Things really began to move into full swing that fall, when in November their second child, Phyllis, was born. The children got into the usual mischief—they very nearly killed each other in their escapades. After they purchased “Jinks,” a high-stepping, black trotter, they would go evenings for a refreshing drive to cool off after a rugged day.
A year later the youngest brother, Roland, was engaged; Nelson came home from Texas where he had gone to recover his health, got married and then went back again. Howell was elected to the school committee, which provided him with many spirited discussions with the other members. Two years later, after getting into frequent hassles, he resigned in disgust. Howell had a very quick temper which sometimes got the best of him.
My grandmother’s uncle, Jack Hardy, was a member of a horseback riding club that took trips through New England in the summer. One time they stopped in a little town called Bethel after coming down through the Grafton Notch and asked for a good place to put up for the night. They were directed to a Miss Locke's boarding house in Sunday River valley. When they returned to Arlington later that summer, all they could talk about was the beautiful old place in Bethel where they had spent the night. The next summer more of the family went to Bethel, including Howell.
A group from the Locke Mountain House preparing to climb Old Speck in Grafton (Howell Crosby on right).
Courtesy of Donald G. Bennett
In the fall of 1899, Howell was elected to the General Court as a representative from Middlesex County. During the four years that he served as Representative, he was either a member of a finance committee or on the Ways and Means Committee. After four years in the General Court, he ran for nomination for Councilor and was defeated.
That fall he and Daisy went on a second honeymoon thru Niagara Falls, Chicago, Kansas, Texas and Colorado Springs, returning home just before Thanksgiving.
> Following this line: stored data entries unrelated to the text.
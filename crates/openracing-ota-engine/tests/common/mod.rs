//! Shared test doubles for the agent-level tests.

use openracing_ota_engine::prelude::*;
use openracing_ota_engine::message::ChunkRequest;

/// Transport that records everything and can be unplugged.
#[derive(Debug, Default)]
pub struct MockTransport {
    pub connected: bool,
    pub fail_publish: bool,
    pub published: Vec<(String, Vec<u8>)>,
    pub subscriptions: Vec<String>,
}

impl MockTransport {
    pub fn connected() -> Self {
        Self {
            connected: true,
            ..Self::default()
        }
    }

    /// Chunk requests in publish order as `(topic, request)`.
    pub fn chunk_requests(&self) -> Vec<(String, ChunkRequest)> {
        self.published
            .iter()
            .filter(|(topic, _)| topic.starts_with("v2/fw/request/"))
            .filter_map(|(topic, payload)| {
                serde_json::from_slice::<ChunkRequest>(payload)
                    .ok()
                    .map(|request| (topic.clone(), request))
            })
            .collect()
    }

    /// Requested chunk indices in publish order.
    pub fn requested_indices(&self) -> Vec<u32> {
        self.chunk_requests()
            .into_iter()
            .map(|(_, request)| request.chunk_index)
            .collect()
    }

    /// Payloads published on the state-report topic.
    pub fn state_reports(&self) -> Vec<String> {
        self.published
            .iter()
            .filter(|(topic, _)| topic == "v1/devices/me/telemetry")
            .map(|(_, payload)| String::from_utf8_lossy(payload).into_owned())
            .collect()
    }
}

impl Transport for MockTransport {
    fn is_connected(&self) -> bool {
        self.connected
    }

    fn publish(&mut self, topic: &str, payload: &[u8]) -> OtaResult<()> {
        if !self.connected || self.fail_publish {
            return Err(OtaError::transport_unavailable("mock transport offline"));
        }
        self.published.push((topic.to_string(), payload.to_vec()));
        Ok(())
    }

    fn subscribe(&mut self, topic_filter: &str) -> OtaResult<()> {
        if !self.connected {
            return Err(OtaError::transport_unavailable("mock transport offline"));
        }
        self.subscriptions.push(topic_filter.to_string());
        Ok(())
    }
}

/// Listener that keeps every notification.
#[derive(Debug, Default)]
pub struct RecordingListener {
    pub progress: Vec<(u32, u32)>,
    pub finished: Vec<SessionOutcome>,
}

impl UpdateListener for RecordingListener {
    fn on_progress(&mut self, current: u32, total: u32) {
        self.progress.push((current, total));
    }

    fn on_finished(&mut self, outcome: &SessionOutcome) {
        self.finished.push(outcome.clone());
    }
}

/// Deterministic test image of `len` bytes.
pub fn image(len: usize) -> Vec<u8> {
    (0..len).map(|i| (i % 251) as u8).collect()
}

/// Chunk `index` of `image` for the given chunk size.
pub fn chunk_of(image: &[u8], chunk_size: usize, index: u32) -> Vec<u8> {
    let start = (index as usize) * chunk_size;
    let end = (start + chunk_size).min(image.len());
    image.get(start..end).map(<[u8]>::to_vec).unwrap_or_default()
}

/// Response topic for `index` of `session`.
pub fn response_topic(session: SessionId, index: u32) -> String {
    Topics::default().chunk_response(session, index)
}

/// Manifest payload in ThingsBoard shared-attribute shape.
pub fn offer(title: &str, version: &str, size: usize, chunk_size: u32) -> Vec<u8> {
    serde_json::json!({
        "fw_title": title,
        "fw_version": version,
        "fw_size": size,
        "fw_chunk_size": chunk_size,
    })
    .to_string()
    .into_bytes()
}
//! Alert lifecycle operations

use chrono::Utc;
use serde_json::{Map, Value};
use tracing::debug;

use super::DataService;
use crate::error::Result;
use crate::models::{Alert, CollectionKey, Record, RecordId};

impl DataService {
    /// All alerts with their record ids, live or not.
    ///
    /// Records that do not parse as alerts are skipped.
    pub async fn alerts(&self) -> Result<Vec<(RecordId, Alert)>> {
        let records = self.records(CollectionKey::Alerts).await?;
        Ok(records
            .iter()
            .filter_map(|record| match record.view::<Alert>() {
                Ok(alert) => Some((record.id, alert)),
                Err(error) => {
                    debug!("Skipping non-alert record '{}': {error}", record.id);
                    None
                }
            })
            .collect())
    }

    /// Alerts that should currently be shown.
    ///
    /// A pure filter over the collection, re-evaluated against the clock on
    /// every call so expiry is never stale.
    pub async fn active_alerts(&self) -> Result<Vec<(RecordId, Alert)>> {
        let now = Utc::now();
        let mut alerts = self.alerts().await?;
        alerts.retain(|(_, alert)| alert.is_live(now));
        Ok(alerts)
    }

    /// Publish a new alert to the console.
    pub async fn post_alert(&self, alert: Alert) -> Result<Record> {
        let record = Record::from_view(&alert)?;
        self.create(CollectionKey::Alerts, record).await
    }

    /// Switch an alert off. It stays in the collection for the record but
    /// disappears from [`Self::active_alerts`].
    pub async fn close_alert(&self, id: RecordId) -> Result<Alert> {
        let mut fields = Map::new();
        fields.insert("isActive".to_string(), Value::Bool(false));
        let record = self.update(CollectionKey::Alerts, id, fields).await?;
        record.view()
    }
}
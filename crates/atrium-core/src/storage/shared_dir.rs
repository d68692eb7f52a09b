//! Shared-folder storage variant

use std::path::{Path, PathBuf};

use async_trait::async_trait;

use crate::error::Result;
use crate::models::{CollectionKey, Record, SystemId};
use crate::storage::{blob, Capabilities, Snapshot, SnapshotMeta, StorageAdapter};

/// Native-handle variant: a real shared directory every console instance can
/// reach, so writes here are visible across machines.
pub struct SharedFolderStore {
    root: PathBuf,
    collections_dir: PathBuf,
    origin: SystemId,
}

impl SharedFolderStore {
    /// Open the store, creating the collections sub-path and probing that the
    /// handle is actually writable.
    pub async fn open(root: impl AsRef<Path>, origin: SystemId) -> Result<Self> {
        let root = root.as_ref().to_path_buf();
        let collections_dir = root.join("collections");
        tokio::fs::create_dir_all(&collections_dir).await?;

        // The directory may exist but be mounted read-only.
        let marker = collections_dir.join(format!(".probe-{origin}"));
        tokio::fs::write(&marker, b"atrium").await?;
        tokio::fs::remove_file(&marker).await?;

        Ok(Self {
            root,
            collections_dir,
            origin,
        })
    }
}

#[async_trait]
impl StorageAdapter for SharedFolderStore {
    async fn read(&self, key: CollectionKey) -> Result<Option<Snapshot>> {
        blob::read_snapshot(&self.collections_dir, key).await
    }

    async fn write(
        &self,
        key: CollectionKey,
        records: &[Record],
        base_version: u64,
    ) -> Result<SnapshotMeta> {
        blob::write_snapshot(&self.collections_dir, key, records, base_version, self.origin).await
    }

    fn capabilities(&self) -> Capabilities {
        Capabilities {
            is_durable: true,
            is_shared: true,
        }
    }

    fn root_label(&self) -> String {
        self.root.display().to_string()
    }
}
use atrium_core::PollConfig;

use crate::commands::common::open_console;
use crate::error::CliError;

pub async fn run_sync(config: &PollConfig) -> Result<(), CliError> {
    let engine = open_console(config).await?;
    let changed = engine.sync_now().await?;

    if changed.is_empty() {
        println!("Already up to date");
    } else {
        let keys = changed
            .iter()
            .map(ToString::to_string)
            .collect::<Vec<_>>()
            .join(", ");
        println!("Applied changes: {keys}");
    }

    Ok(())
}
During the intervals between his political jobs, he spent his time on the farm or ferrying parts of his family back and forth from Texas, going for a short vacation to New York when things had gotten straightened out. Their family was now complete: four girls—Helen, Phyllis, Ruth and Evelyn. Howell was the superintendent of the Sunday school in the Baptist Church, working with his friend, the Reverend Dr. Watson.
Now that Howell had more time to himself, he began to acquire a library. Howell did all of his business through Lauriat’s, an old bookstore in Boston. When the shop had a new selection of books come in, they would send those that they thought he would like. He would look them over, make his own selection and send the rest back. This was his first real start in an avocation, and he went all out in it. As it was, later on, he would practically “go crazy” over such things as rugs, oil paintings, or phonograph records. For a while he bought books almost by wholesale lots, some of which he never had the time to read; when he became interested in something else, his book “craze” began to slide, but the quality of his selection improved.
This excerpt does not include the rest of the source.